DESCRIPTION OF THE TASK: How many lines below include the string "under"? State the number alone.

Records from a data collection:
⟨

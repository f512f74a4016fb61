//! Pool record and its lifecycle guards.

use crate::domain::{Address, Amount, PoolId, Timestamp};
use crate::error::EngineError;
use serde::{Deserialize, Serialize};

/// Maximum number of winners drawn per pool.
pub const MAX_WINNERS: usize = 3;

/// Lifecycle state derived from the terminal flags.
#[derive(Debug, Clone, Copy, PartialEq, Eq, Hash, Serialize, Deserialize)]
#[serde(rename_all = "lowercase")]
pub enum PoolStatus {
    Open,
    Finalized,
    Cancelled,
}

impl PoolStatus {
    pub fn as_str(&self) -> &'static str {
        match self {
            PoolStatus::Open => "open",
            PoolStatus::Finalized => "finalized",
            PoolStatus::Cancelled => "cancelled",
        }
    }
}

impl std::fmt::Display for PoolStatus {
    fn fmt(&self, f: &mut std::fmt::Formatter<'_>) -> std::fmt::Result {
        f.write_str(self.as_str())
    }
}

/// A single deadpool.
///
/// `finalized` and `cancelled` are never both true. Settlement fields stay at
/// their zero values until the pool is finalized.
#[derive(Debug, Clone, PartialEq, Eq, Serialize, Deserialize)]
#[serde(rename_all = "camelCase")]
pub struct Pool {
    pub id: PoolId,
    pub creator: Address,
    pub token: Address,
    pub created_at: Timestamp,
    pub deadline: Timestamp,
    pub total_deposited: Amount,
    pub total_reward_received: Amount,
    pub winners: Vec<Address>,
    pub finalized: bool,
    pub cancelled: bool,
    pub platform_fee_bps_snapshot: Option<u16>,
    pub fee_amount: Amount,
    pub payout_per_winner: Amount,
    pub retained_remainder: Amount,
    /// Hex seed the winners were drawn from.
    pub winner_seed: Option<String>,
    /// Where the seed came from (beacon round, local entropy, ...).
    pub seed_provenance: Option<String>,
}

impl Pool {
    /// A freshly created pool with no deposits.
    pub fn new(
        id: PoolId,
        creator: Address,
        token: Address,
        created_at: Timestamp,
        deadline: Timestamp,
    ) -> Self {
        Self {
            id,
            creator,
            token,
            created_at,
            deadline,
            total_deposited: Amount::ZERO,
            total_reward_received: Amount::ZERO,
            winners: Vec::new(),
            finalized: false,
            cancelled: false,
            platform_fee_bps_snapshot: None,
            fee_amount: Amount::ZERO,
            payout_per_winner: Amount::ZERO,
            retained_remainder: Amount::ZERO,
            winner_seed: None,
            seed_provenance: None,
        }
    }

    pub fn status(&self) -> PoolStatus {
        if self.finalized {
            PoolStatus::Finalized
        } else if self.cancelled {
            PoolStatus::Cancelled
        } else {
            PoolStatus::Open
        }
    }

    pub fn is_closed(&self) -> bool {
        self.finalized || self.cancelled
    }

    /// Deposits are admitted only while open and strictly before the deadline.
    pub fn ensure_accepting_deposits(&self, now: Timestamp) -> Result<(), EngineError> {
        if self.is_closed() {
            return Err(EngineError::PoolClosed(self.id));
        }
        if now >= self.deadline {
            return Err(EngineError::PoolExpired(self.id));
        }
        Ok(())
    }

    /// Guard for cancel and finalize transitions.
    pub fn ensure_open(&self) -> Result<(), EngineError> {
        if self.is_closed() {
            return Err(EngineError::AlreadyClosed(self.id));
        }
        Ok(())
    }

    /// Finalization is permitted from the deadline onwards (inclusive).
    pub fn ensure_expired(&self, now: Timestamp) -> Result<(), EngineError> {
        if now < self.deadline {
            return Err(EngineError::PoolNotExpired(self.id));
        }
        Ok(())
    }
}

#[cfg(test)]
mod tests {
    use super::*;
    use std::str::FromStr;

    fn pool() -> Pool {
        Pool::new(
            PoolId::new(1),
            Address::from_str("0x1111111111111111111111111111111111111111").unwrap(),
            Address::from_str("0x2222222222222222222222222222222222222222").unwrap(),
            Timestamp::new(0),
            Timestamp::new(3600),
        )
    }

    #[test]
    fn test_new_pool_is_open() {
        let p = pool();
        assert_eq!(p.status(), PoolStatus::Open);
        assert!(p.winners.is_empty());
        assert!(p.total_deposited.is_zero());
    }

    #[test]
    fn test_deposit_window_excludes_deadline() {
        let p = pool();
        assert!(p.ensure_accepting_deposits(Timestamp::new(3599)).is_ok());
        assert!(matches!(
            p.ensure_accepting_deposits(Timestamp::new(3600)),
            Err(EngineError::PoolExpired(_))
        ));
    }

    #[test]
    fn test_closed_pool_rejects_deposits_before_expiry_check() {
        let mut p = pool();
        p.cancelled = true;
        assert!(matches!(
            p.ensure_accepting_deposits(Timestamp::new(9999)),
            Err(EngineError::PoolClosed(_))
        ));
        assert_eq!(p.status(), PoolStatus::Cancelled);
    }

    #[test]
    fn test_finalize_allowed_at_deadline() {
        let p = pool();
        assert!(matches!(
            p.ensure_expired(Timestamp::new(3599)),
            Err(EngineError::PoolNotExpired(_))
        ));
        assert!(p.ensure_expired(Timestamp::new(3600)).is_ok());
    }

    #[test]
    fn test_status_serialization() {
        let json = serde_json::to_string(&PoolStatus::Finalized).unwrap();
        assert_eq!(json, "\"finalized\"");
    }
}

⟩
⟨

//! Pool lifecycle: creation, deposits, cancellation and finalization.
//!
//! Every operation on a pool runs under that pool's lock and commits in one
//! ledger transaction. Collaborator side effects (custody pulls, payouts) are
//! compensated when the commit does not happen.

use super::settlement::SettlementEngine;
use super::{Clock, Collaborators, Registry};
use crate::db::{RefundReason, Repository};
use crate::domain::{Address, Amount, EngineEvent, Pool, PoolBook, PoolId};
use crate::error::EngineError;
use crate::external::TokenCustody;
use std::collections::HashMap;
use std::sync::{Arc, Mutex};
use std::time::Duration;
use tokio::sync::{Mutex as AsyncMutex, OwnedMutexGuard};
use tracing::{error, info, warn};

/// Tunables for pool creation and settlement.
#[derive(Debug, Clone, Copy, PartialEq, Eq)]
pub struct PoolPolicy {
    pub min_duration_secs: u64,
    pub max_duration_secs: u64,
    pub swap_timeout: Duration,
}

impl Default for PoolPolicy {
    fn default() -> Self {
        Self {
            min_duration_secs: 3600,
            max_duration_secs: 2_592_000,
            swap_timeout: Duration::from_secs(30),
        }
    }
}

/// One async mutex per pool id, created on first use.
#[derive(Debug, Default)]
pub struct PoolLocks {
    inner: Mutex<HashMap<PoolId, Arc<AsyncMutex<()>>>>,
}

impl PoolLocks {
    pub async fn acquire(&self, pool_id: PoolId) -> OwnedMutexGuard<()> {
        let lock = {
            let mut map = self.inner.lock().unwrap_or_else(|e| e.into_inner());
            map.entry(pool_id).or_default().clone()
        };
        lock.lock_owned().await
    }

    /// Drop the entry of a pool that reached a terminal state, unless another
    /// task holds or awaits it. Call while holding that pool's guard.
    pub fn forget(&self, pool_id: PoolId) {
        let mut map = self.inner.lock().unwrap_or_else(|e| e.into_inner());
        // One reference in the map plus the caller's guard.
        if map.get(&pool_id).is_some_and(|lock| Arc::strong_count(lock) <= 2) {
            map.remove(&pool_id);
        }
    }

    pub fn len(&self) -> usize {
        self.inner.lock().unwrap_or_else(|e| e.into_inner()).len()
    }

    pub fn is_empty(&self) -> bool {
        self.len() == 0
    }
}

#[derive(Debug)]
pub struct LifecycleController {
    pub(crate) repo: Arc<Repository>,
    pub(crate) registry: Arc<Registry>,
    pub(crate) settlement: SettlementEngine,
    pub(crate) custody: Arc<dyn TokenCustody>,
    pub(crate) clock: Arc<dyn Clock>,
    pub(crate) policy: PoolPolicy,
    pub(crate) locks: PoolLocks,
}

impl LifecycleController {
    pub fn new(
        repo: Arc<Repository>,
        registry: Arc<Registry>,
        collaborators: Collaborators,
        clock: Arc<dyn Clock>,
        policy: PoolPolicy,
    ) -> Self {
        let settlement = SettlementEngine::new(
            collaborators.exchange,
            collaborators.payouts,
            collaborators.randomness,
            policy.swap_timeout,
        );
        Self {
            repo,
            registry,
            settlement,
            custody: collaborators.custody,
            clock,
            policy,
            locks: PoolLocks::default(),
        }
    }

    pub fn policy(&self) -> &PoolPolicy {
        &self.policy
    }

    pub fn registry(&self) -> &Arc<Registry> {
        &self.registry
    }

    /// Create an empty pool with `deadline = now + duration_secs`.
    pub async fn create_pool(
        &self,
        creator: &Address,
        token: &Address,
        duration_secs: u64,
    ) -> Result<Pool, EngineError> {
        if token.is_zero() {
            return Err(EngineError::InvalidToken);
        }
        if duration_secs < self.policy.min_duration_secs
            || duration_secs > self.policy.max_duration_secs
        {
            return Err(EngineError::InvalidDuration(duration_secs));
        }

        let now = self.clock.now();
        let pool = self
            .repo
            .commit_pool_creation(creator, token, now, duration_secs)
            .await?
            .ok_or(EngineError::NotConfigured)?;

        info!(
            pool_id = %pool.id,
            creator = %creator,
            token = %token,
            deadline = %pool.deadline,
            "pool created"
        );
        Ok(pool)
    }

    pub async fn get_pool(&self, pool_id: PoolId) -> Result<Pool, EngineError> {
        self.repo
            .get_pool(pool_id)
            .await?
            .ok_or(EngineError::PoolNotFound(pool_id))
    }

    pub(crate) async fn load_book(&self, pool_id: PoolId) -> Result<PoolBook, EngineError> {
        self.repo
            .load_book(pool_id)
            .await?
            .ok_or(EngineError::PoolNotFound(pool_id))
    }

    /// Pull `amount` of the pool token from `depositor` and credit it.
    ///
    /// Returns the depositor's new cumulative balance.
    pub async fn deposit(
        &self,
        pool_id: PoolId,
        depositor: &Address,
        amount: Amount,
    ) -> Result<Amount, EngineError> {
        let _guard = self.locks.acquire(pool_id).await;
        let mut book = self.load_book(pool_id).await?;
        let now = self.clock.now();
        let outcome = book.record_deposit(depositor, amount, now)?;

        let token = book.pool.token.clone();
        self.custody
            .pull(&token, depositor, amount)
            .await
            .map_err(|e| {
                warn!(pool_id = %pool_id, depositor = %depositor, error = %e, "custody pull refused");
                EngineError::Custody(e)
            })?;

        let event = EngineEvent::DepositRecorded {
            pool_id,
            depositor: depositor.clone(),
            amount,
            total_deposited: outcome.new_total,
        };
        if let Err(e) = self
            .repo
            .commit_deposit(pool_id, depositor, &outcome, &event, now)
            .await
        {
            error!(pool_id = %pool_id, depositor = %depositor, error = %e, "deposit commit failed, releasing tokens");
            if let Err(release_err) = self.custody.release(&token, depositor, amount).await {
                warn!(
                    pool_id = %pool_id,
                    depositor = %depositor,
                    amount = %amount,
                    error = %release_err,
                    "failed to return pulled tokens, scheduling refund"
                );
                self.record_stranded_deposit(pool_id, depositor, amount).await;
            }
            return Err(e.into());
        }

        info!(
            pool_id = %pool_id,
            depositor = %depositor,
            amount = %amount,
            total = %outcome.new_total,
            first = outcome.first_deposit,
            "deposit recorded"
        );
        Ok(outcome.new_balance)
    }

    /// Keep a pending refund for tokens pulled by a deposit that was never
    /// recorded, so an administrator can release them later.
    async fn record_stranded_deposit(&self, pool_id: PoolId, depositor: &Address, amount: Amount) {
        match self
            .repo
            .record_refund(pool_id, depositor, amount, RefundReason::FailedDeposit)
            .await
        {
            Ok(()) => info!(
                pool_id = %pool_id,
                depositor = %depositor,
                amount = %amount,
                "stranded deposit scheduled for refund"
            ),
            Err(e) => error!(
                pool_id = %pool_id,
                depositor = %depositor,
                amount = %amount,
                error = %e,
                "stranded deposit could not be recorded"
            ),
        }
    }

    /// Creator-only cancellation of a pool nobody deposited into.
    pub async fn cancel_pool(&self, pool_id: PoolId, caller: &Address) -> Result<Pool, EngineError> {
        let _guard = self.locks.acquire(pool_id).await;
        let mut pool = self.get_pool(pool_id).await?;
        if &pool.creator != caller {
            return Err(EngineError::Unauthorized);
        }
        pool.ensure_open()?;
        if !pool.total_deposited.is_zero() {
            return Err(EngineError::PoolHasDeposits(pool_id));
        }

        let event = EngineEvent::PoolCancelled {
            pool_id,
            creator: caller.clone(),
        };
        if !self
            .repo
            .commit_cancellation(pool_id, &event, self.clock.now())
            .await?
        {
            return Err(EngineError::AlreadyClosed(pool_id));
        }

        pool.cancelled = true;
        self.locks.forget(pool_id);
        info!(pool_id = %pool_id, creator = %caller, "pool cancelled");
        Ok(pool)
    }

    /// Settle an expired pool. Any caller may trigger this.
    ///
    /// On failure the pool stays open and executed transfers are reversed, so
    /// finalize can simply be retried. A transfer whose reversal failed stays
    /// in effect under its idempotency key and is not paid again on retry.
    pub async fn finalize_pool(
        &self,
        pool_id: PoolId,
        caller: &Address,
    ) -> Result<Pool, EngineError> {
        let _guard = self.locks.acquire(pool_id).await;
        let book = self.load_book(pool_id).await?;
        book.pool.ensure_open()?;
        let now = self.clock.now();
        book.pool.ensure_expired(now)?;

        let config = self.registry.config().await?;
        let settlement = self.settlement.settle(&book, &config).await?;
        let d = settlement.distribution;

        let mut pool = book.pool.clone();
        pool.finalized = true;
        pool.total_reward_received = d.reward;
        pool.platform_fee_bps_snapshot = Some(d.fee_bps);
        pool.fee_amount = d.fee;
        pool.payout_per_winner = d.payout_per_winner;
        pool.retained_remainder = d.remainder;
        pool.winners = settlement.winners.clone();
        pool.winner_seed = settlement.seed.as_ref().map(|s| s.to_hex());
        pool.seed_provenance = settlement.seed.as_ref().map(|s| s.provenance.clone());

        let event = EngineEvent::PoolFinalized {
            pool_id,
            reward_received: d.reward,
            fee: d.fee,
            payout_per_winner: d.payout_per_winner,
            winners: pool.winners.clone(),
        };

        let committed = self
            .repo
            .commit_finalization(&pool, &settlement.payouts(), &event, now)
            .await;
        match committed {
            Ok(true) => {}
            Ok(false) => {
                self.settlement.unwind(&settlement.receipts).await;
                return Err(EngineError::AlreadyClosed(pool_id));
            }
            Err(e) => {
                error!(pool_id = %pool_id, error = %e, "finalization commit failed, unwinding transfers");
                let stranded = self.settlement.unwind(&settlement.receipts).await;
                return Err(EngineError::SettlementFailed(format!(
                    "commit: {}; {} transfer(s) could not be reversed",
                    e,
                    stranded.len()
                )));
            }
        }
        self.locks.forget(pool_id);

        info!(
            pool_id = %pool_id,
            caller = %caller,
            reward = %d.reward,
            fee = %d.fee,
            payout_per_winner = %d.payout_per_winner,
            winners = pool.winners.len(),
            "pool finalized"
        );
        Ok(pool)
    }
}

⟩

EXERCISE ANSWER: 2